▶ [PROBLEM STATEMENT]: The response must consist of the lines below from the one with "the prelude glob." through the one with "pub use std::str::FromStr;", exactly as they appear and with both ends kept.

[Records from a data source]
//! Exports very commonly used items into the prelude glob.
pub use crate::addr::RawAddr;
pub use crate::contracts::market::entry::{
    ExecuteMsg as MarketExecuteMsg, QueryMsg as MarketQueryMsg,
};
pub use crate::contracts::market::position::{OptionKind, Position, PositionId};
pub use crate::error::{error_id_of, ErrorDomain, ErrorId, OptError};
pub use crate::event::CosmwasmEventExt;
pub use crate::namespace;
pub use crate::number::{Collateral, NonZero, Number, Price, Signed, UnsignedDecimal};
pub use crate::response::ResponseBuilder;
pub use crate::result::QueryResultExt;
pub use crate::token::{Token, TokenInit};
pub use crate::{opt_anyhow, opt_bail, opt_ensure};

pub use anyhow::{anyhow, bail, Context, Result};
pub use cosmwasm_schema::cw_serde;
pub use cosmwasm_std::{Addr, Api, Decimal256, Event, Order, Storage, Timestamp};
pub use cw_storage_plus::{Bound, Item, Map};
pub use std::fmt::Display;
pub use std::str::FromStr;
==
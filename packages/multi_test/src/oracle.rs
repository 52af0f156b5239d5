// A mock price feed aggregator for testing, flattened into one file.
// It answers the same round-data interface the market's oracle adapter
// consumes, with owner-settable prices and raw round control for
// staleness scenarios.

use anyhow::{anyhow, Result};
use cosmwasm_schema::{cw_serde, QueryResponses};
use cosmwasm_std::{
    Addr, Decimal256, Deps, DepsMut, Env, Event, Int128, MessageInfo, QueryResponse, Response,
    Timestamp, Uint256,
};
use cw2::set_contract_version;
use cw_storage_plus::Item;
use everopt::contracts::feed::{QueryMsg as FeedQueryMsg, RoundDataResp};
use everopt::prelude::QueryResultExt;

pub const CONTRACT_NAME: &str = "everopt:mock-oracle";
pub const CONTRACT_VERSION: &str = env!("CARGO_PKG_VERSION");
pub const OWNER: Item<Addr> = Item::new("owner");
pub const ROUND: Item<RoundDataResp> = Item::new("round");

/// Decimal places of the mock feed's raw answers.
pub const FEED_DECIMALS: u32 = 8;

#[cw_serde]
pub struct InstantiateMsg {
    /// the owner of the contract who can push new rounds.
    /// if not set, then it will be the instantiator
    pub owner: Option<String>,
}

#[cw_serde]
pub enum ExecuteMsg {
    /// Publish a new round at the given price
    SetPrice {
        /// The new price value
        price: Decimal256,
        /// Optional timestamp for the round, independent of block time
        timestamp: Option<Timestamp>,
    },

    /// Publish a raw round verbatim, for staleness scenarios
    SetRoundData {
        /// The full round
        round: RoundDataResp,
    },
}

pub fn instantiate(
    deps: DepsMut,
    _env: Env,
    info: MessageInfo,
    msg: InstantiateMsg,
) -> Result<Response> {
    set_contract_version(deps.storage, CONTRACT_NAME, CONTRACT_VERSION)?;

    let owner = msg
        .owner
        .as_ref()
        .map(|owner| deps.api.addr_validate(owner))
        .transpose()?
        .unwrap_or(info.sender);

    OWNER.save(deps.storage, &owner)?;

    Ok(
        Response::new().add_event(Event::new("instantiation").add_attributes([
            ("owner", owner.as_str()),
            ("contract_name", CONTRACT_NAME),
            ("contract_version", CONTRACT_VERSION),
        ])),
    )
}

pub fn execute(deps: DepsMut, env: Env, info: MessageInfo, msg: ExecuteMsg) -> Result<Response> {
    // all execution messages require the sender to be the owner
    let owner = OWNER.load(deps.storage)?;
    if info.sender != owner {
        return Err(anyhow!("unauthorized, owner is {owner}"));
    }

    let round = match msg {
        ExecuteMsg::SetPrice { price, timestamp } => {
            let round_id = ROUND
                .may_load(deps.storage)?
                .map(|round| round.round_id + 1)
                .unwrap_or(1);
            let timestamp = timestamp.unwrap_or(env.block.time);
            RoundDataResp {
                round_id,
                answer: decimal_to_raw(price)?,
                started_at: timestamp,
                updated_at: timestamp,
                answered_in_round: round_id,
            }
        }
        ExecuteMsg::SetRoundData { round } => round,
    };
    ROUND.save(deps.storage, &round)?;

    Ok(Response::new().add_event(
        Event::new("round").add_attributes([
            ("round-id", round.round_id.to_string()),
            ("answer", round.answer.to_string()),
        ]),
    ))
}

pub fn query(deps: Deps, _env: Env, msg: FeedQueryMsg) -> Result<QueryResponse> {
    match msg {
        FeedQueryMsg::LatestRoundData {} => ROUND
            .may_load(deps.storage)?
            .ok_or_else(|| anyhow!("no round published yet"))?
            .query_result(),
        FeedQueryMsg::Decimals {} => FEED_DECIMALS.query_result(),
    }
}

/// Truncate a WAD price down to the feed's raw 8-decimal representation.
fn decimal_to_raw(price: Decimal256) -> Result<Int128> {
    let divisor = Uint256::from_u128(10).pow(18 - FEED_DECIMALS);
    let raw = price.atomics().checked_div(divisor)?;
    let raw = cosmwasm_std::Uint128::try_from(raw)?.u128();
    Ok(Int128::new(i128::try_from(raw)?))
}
==
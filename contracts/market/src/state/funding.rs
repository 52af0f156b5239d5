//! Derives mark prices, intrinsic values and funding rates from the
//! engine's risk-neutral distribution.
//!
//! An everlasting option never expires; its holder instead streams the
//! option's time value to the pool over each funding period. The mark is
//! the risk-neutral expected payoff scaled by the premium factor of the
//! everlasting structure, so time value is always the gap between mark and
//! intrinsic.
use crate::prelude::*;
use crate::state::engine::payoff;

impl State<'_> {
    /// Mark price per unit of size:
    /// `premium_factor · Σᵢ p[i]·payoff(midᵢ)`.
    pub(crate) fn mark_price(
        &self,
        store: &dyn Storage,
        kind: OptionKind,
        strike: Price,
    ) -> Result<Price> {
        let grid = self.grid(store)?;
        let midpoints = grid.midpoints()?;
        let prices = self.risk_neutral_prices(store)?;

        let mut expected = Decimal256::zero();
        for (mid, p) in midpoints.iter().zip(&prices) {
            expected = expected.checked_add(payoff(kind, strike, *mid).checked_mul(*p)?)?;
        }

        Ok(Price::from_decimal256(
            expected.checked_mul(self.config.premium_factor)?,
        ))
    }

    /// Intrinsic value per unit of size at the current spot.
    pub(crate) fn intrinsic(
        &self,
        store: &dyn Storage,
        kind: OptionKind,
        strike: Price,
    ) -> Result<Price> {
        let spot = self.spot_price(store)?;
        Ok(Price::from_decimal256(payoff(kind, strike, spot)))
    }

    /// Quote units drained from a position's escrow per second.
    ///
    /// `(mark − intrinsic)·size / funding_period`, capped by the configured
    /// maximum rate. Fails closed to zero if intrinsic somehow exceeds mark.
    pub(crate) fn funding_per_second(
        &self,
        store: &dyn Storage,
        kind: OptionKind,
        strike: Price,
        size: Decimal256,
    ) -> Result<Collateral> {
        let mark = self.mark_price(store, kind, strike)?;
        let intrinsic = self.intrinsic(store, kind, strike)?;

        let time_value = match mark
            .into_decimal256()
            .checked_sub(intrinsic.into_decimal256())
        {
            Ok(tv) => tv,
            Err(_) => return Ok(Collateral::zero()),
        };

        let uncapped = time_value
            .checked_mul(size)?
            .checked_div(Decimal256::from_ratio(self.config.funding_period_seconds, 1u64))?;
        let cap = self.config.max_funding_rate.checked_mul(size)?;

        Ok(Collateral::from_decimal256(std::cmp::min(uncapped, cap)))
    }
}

▶ [YOUR RESPONSE]:
//! Exports very commonly used items into the prelude glob.
pub use crate::addr::RawAddr;
pub use crate::contracts::market::entry::{
    ExecuteMsg as MarketExecuteMsg, QueryMsg as MarketQueryMsg,
};
pub use crate::contracts::market::position::{OptionKind, Position, PositionId};
pub use crate::error::{error_id_of, ErrorDomain, ErrorId, OptError};
pub use crate::event::CosmwasmEventExt;
pub use crate::namespace;
pub use crate::number::{Collateral, NonZero, Number, Price, Signed, UnsignedDecimal};
pub use crate::response::ResponseBuilder;
pub use crate::result::QueryResultExt;
pub use crate::token::{Token, TokenInit};
pub use crate::{opt_anyhow, opt_bail, opt_ensure};

pub use anyhow::{anyhow, bail, Context, Result};
pub use cosmwasm_schema::cw_serde;
pub use cosmwasm_std::{Addr, Api, Decimal256, Event, Order, Storage, Timestamp};
pub use cw_storage_plus::{Bound, Item, Map};
pub use std::fmt::Display;
pub use std::str::FromStr;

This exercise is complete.